3. Qualitätskontrollstandards für eingehende Rohstoffe
Wichtige Prüfkriterien für Branntkalk: Aktivitätsgrad, Unterbrennrate, Überbrennrate, Magnesiumoxid und Verunreinigungsgehalt. Kalk mit geringer Aktivität führt zu einer unvollständigen Hydratation und einem drastisch höheren Rohstoffverbrauch. Wichtige Prüfkriterien für gelöschten Kalk: Feinheit, Wassergehalt und Gehalt an freiem Calciumoxid. Zu viel freies Calciumoxid weist auf eine unvollständige Löschung hin, was die Gefahr einer verzögerten Wärmefreisetzung während der Anwendung birgt.
IV. Abschluss
Branntkalk nutzt seine Hydratationswärmefreisetzung und starke Wasseraufnahme für Arbeitsbedingungen wie Gastrocknung, Hochtemperatursynthese, Trockenentschwefelung sowie Feuchtigkeitsaufnahme und Entschäumung von Gummi. Löschkalk mit milden Reaktionen und kontrollierbarer Alkalität dominiert Flüssigphasenprozesse wie die Zuckerklärung, die Regulierung des Abwasser-pH-Werts und die Neutralisierung feiner Chemikalien. Die beiden Materialien können nicht beliebig gegeneinander ausgetauscht werden.

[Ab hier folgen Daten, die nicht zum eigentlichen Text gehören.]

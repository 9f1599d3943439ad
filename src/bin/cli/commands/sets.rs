use anyhow::{Context, Result};

use crate::app::App;
use crate::OutputFormat;

pub fn run_list(app: &App, format: &OutputFormat) -> Result<()> {
    let sets = app.source.list_sets().context("Failed to list sets")?;

    match format {
        OutputFormat::Json => {
            let mut output = Vec::new();
            for set in &sets {
                let session = app.open_session(set)?;
                output.push(serde_json::json!({
                    "id": set.id,
                    "name": set.name,
                    "cardCount": set.cards.len(),
                    "dueCount": session.stack().len(),
                }));
            }
            println!("{}", serde_json::to_string_pretty(&output)?);
        }
        OutputFormat::Plain => {
            if sets.is_empty() {
                println!("(no sets)");
            }
            for set in &sets {
                let session = app.open_session(set)?;
                println!(
                    "{} ({}): {} cards, {} due",
                    set.name,
                    set.id,
                    set.cards.len(),
                    session.stack().len()
                );
            }
        }
    }

    Ok(())
}

pub fn run_add(
    app: &App,
    set_id: &str,
    front: String,
    back: String,
    format: &OutputFormat,
) -> Result<()> {
    let card = app
        .source
        .add_card(set_id, front, back)
        .with_context(|| format!("Failed to add card to set '{}'", set_id))?;

    match format {
        OutputFormat::Json => println!("{}", serde_json::to_string_pretty(&card)?),
        OutputFormat::Plain => println!("Added {} to {}", card.id, set_id),
    }

    Ok(())
}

Im chemischen Produktionsmanagement kann die Kontrolle von vier Schlüsselgliedern – Materialauswahl, Löschprozesse, Lagerschutz und Personalschutz – die Produktqualität stabilisieren, Rohstoffkosten senken und Sicherheitsrisiken wie Alkaliverbrennungen, Geräteüberdruck und Prozessausfälle grundsätzlich beseitigen. Die Festlegung vollständiger Betriebsabläufe für die Kalkverwertung ist ein unverzichtbarer Bestandteil des grundlegenden chemischen Rohstoffmanagements für Chemieunternehmen.